The extent of the MWDRS was limited by the absence of a digital retinal photography service, which has not only been shown to be a highly sensitive screening tool [32], but also a cost-effective one [33]. On the other hand, it is worth noting that only 44 of the 117 patients we graded as having sight-threatening retinopathy required referral for hospital-based laser therapy or intravitreal injections, the remainder being suitable for ophthalmology review in the community, whereas all 117 would have required referral if they were screened by photography. Similarly, only 1 % of patients screened in our study were deemed ungradable through the use of slit-lamp biomicroscopy compared to the expected rate of between 5 and 10 % with retinal photography [8, 12], dramatically reducing the numbers needing referral due to ungradable image sets. This should be borne in mind when extrapolating the above figures regarding the likely impact of the national programme on hospital workloads where there is pre-existing ophthalmologist-led screening in the community.

There are a number of caveats worth noting with respect to the data collected in our study. The validation process employed may be subject to errors retrieving data from GP clinical software packages, and limited by the accuracy of recall by GPs regarding the diabetic status of individual patients. The determination of type I versus type II diabetes status can be inaccurate from both referral forms and patient inquiry. Our study is also missing data from a number of private GP practices. However, it is likely that many of these private patients are also on the systems of the GPs with GMS contracts, as private and public practices are often connected and share files on the practice software. Care should be taken when referencing the retinopathy data, as this was from a portion of the diabetic population, the results of which could be skewed by the sampling process. There may be recall bias of patients regarding their last screening appointment, as the frequency of eye examinations may be falsely elevated in self-reported data [34], and just refraction, rather than a dilated fundal exam may have taken place. Thus we may be presenting an overly optimistic picture as to the pre-existing retinal screening uptake in terms of both timing and quality.

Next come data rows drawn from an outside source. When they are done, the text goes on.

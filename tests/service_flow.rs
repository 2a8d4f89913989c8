//! End-to-end scenario for the HTTP control surface.

use axum::body::Body;
use axum::http::{Request, StatusCode};
use std::sync::Arc;
use tower::ServiceExt;

use pocket_watch::config::{TimerConfig, START_TIMER_ACTION, STOP_TIMER_ACTION};
use pocket_watch::services::notify::NotificationPresenter;
use pocket_watch::{create_router, ServiceState, TimerController};

fn test_app() -> (axum::Router, Arc<TimerController>) {
    let config = TimerConfig::default();
    let presenter = NotificationPresenter::log_only(config.notification_id);
    let controller = TimerController::new(config, presenter);
    let app = create_router(ServiceState {
        controller: Arc::clone(&controller),
        host: "127.0.0.1".to_string(),
        port: 0,
    });
    (app, controller)
}

async fn request(app: &axum::Router, method: &str, path: &str) -> (StatusCode, serde_json::Value) {
    let response = app
        .clone()
        .oneshot(
            Request::builder()
                .method(method)
                .uri(path)
                .body(Body::empty())
                .unwrap(),
        )
        .await
        .unwrap();

    let status = response.status();
    let bytes = axum::body::to_bytes(response.into_body(), usize::MAX)
        .await
        .unwrap();
    let body = serde_json::from_slice(&bytes).unwrap_or(serde_json::Value::Null);
    (status, body)
}

#[tokio::test]
async fn health_endpoint_reports_ok() {
    let (app, _controller) = test_app();
    let (status, body) = request(&app, "GET", "/health").await;

    assert_eq!(status, StatusCode::OK);
    assert_eq!(body["status"], "ok");
}

#[tokio::test]
async fn timer_lifecycle_over_http() {
    let (app, controller) = test_app();

    let (status, body) = request(&app, "GET", "/status").await;
    assert_eq!(status, StatusCode::OK);
    assert_eq!(body["timer"]["phase"], "idle");
    assert_eq!(body["timer"]["elapsed_ticks"], 0);
    assert_eq!(body["battery_percent"], serde_json::Value::Null);

    let (status, body) = request(&app, "POST", "/timer/start").await;
    assert_eq!(status, StatusCode::OK);
    assert_eq!(body["status"], "running");

    let (status, body) = request(&app, "POST", "/timer/stop").await;
    assert_eq!(status, StatusCode::OK);
    assert_eq!(body["status"], "idle");

    // The counter survives a stop; a fresh start resumes from it.
    let frozen = controller.snapshot().unwrap().elapsed_ticks;
    let (_, body) = request(&app, "POST", "/timer/start").await;
    assert!(body["timer"]["elapsed_ticks"].as_u64().unwrap() >= frozen);

    controller.teardown().await;
}

#[tokio::test]
async fn action_identifiers_map_to_operations() {
    let (app, controller) = test_app();

    let path = format!("/action/{}", START_TIMER_ACTION);
    let (status, body) = request(&app, "POST", &path).await;
    assert_eq!(status, StatusCode::OK);
    assert_eq!(body["status"], "running");

    let path = format!("/action/{}", STOP_TIMER_ACTION);
    let (status, body) = request(&app, "POST", &path).await;
    assert_eq!(status, StatusCode::OK);
    assert_eq!(body["status"], "idle");

    controller.teardown().await;
}

#[tokio::test]
async fn unknown_action_leaves_state_untouched() {
    let (app, controller) = test_app();

    let (status, body) = request(&app, "POST", "/action/SNOOZE_ACTION").await;
    assert_eq!(status, StatusCode::OK);
    assert_eq!(body["status"], "idle");
    assert_eq!(controller.snapshot().unwrap().elapsed_ticks, 0);

    controller.teardown().await;
}

#[tokio::test]
async fn tick_listener_detaches_over_http() {
    let (app, controller) = test_app();

    let (status, body) = request(&app, "DELETE", "/ticks").await;
    assert_eq!(status, StatusCode::OK);
    assert_eq!(body["message"], "Tick listener detached");

    controller.teardown().await;
}
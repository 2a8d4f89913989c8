//! State management module
//!
//! This module contains the timer state structure and the controller that
//! owns it.

pub mod controller;
pub mod timer_state;

// Re-export main types
pub use controller::{TickListener, TimerController};
pub use timer_state::{Phase, TimerState};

In summary, we recommend that the use of MCP and LTI sources provide a useful basis with which to populate a diabetes register, but engagement with GPs is essential to ensure its accuracy and completeness. It is clear that macular oedema cases requiring anti-VEGF therapy will be responsible for a significant initial impact on the workload and budget of treatment centres following the commencement of the national programme. Referrals for non-diabetic ocular abnormalities will also add to hospital workloads, but this can be offset against the large numbers of diabetic clients with non-referable retinopathy who could be safely discharged to receive screening in the community. The MWDRS has over 11,000 patients on its database, and if the rates of sight-threatening retinopathy in this study are representative of the total diabetic population in the Mid-West, structured screening may help prevent up to 280 patients from going blind locally. This emphasizes the timeliness of the full implementation of the national programme, and it is hoped that this will improve the standard of care delivered to all patients living with diabetes in Ireland, even those who already undergo routine eye checks or have been previously managed within the hospital eye services.